Write the records out once more, exactly as they appear below.

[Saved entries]
• • • •

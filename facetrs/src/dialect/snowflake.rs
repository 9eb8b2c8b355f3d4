//! Snowflake dialect implementation.

use crate::query::TimeGranularity;

use super::Dialect;

#[derive(Debug, Default, Clone, Copy)]
pub struct SnowflakeDialect;

impl Dialect for SnowflakeDialect {
    fn name(&self) -> &'static str {
        "snowflake"
    }

    fn time_trunc(&self, column: &str, granularity: TimeGranularity) -> String {
        format!("DATE_TRUNC('{}', {column})", granularity.as_str())
    }

    fn now_minus(&self, n: u32, unit: &str) -> String {
        format!("DATEADD({unit}, -{n}, CURRENT_TIMESTAMP())")
    }

    fn period_start(&self, unit: &str) -> String {
        format!("DATE_TRUNC('{unit}', CURRENT_TIMESTAMP())")
    }
}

• • • •

Finished task |
filename facetrs/src/dialect/snowflake.rs
repository 9eb8b2c8b355f3d4
//! Snowflake dialect implementation.

use crate::query::TimeGranularity;

use super::Dialect;

#[derive(Debug, Default, Clone, Copy)]
pub struct SnowflakeDialect;

impl Dialect for SnowflakeDialect {
    fn name(&self) -> &'static str {
        "snowflake"
    }

    fn time_trunc(&self, column: &str, granularity: TimeGranularity) -> String {
        format!("DATE_TRUNC('{}', {column})", granularity.as_str())
    }

    fn now_minus(&self, n: u32, unit: &str) -> String {
        format!("DATEADD({unit}, -{n}, CURRENT_TIMESTAMP())")
    }

    fn period_start(&self, unit: &str) -> String {
        format!("DATE_TRUNC('{unit}', CURRENT_TIMESTAMP())")
    }
}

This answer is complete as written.